Here King draws on the work of Ralph Waldo Emerson and the words of the Apostle Paul, “Be not conformed to this world, but be transformed by the renewing of your mind.” For King, Paul (and, to a degree, Emerson) urged us not to fear dissent, but to understand the power of refusal — of refusing to adjust oneself to an unjust world, of being swept up by the crowd or mob who insists that you concede to its passion. As King put it, “when the pressure of the crowd is always unconsciously upon us, conditioning our minds and our feet to march to the rhythmic drum-beat of the status quo.” They want you to consent, either actively or by way of your silence.
But King insists that we resist such a demand for conformity. That we stand on our convictions amid the storms. The creative non-conformist must imaginatively resist the darkness of the times. We must say with Bartleby the Scrivener, “I prefer not to.” That refusal becomes the basis to risk it all.
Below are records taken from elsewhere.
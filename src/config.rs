//! Explorer configuration, persisted as TOML.
//!
//! Every field has a serde default, so a config file only needs to name the
//! values it changes. `IDEA_GRAPH_ENDPOINT` overrides the endpoint.

use std::path::Path;

use serde::{Deserialize, Serialize};

use crate::error::ConfigError;

/// Environment variable overriding [`ExplorerConfig::endpoint`].
pub const ENDPOINT_ENV: &str = "IDEA_GRAPH_ENDPOINT";

/// Configuration for the explorer and its Query Layer.
#[derive(Debug, Clone, PartialEq, Serialize, Deserialize)]
pub struct ExplorerConfig {
    /// SPARQL query endpoint URL.
    #[serde(default = "default_endpoint")]
    pub endpoint: String,
    /// Per-request timeout in seconds.
    #[serde(default = "default_timeout_secs")]
    pub timeout_secs: u64,
    /// Maximum number of works fetched for the overview.
    #[serde(default = "default_overview_limit")]
    pub overview_limit: usize,
    /// Maximum visible label length in characters (hover text is never cut).
    #[serde(default = "default_label_max_len")]
    pub label_max_len: usize,
    /// Hop bound for work traversal (1..=3).
    #[serde(default = "default_max_hops")]
    pub max_hops: usize,
    /// Number of keywords in the keyword cloud.
    #[serde(default = "default_keyword_limit")]
    pub keyword_limit: usize,
}

fn default_endpoint() -> String {
    "http://localhost:3030/idea_kg/sparql".into()
}
fn default_timeout_secs() -> u64 {
    30
}
fn default_overview_limit() -> usize {
    500
}
fn default_label_max_len() -> usize {
    40
}
fn default_max_hops() -> usize {
    3
}
fn default_keyword_limit() -> usize {
    30
}

impl Default for ExplorerConfig {
    fn default() -> Self {
        Self {
            endpoint: default_endpoint(),
            timeout_secs: default_timeout_secs(),
            overview_limit: default_overview_limit(),
            label_max_len: default_label_max_len(),
            max_hops: default_max_hops(),
            keyword_limit: default_keyword_limit(),
        }
    }
}

impl ExplorerConfig {
    /// Load and validate a config from a TOML file.
    pub fn load(path: &Path) -> Result<Self, ConfigError> {
        let content = std::fs::read_to_string(path).map_err(|source| ConfigError::Read {
            path: path.display().to_string(),
            source,
        })?;
        let config = Self::from_toml(&content).map_err(|e| match e {
            ConfigError::Parse { message, .. } => ConfigError::Parse {
                path: path.display().to_string(),
                message,
            },
            other => other,
        })?;
        tracing::debug!(path = %path.display(), endpoint = %config.endpoint, "loaded config");
        Ok(config)
    }

    /// Parse and validate a config from TOML text.
    pub fn from_toml(content: &str) -> Result<Self, ConfigError> {
        let config: Self = toml::from_str(content).map_err(|e| ConfigError::Parse {
            path: "<inline>".into(),
            message: e.to_string(),
        })?;
        config.validate()?;
        Ok(config)
    }

    /// Apply `IDEA_GRAPH_ENDPOINT` if it is set and non-empty.
    pub fn with_env_overrides(mut self) -> Self {
        if let Ok(endpoint) = std::env::var(ENDPOINT_ENV) {
            if !endpoint.trim().is_empty() {
                self.endpoint = endpoint.trim().to_string();
            }
        }
        self
    }

    /// Reject values the explorer cannot work with.
    pub fn validate(&self) -> Result<(), ConfigError> {
        if self.endpoint.trim().is_empty() {
            return Err(ConfigError::Invalid {
                message: "endpoint must not be empty".into(),
            });
        }
        if self.timeout_secs == 0 {
            return Err(ConfigError::Invalid {
                message: "timeout_secs must be > 0".into(),
            });
        }
        if !(1..=3).contains(&self.max_hops) {
            return Err(ConfigError::Invalid {
                message: format!("max_hops must be between 1 and 3, got {}", self.max_hops),
            });
        }
        if self.label_max_len == 0 {
            return Err(ConfigError::Invalid {
                message: "label_max_len must be > 0".into(),
            });
        }
        Ok(())
    }
}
All too often in these moments when the country turns its back on the possibility of racial justice, too many of us conform to the times. We move with the current. We bow to the crowd. But Dr. King, even as he struggled with the temptations of doubt and despair, called us to a posture of refusal, of nonconformity.
As we stand on the eve of the 250th anniversary of the nation, we must say no to those who clamor for the days of old, when people like me supposedly knew our place. We must say no to those who want to shudder the doors of institutions of higher learning to a diverse student body. We must say no to those who long for the days of the 19th century and explicit empire. We must say no to a kind of nostalgia that arrests our imaginations and, instead, fight for the America we want, for the world we desire where every human being has standing and dignity.
Despite the howling winds, despite the depression that threatens to overwhelm, we must be creative non-conformists and hold off our elegant despair.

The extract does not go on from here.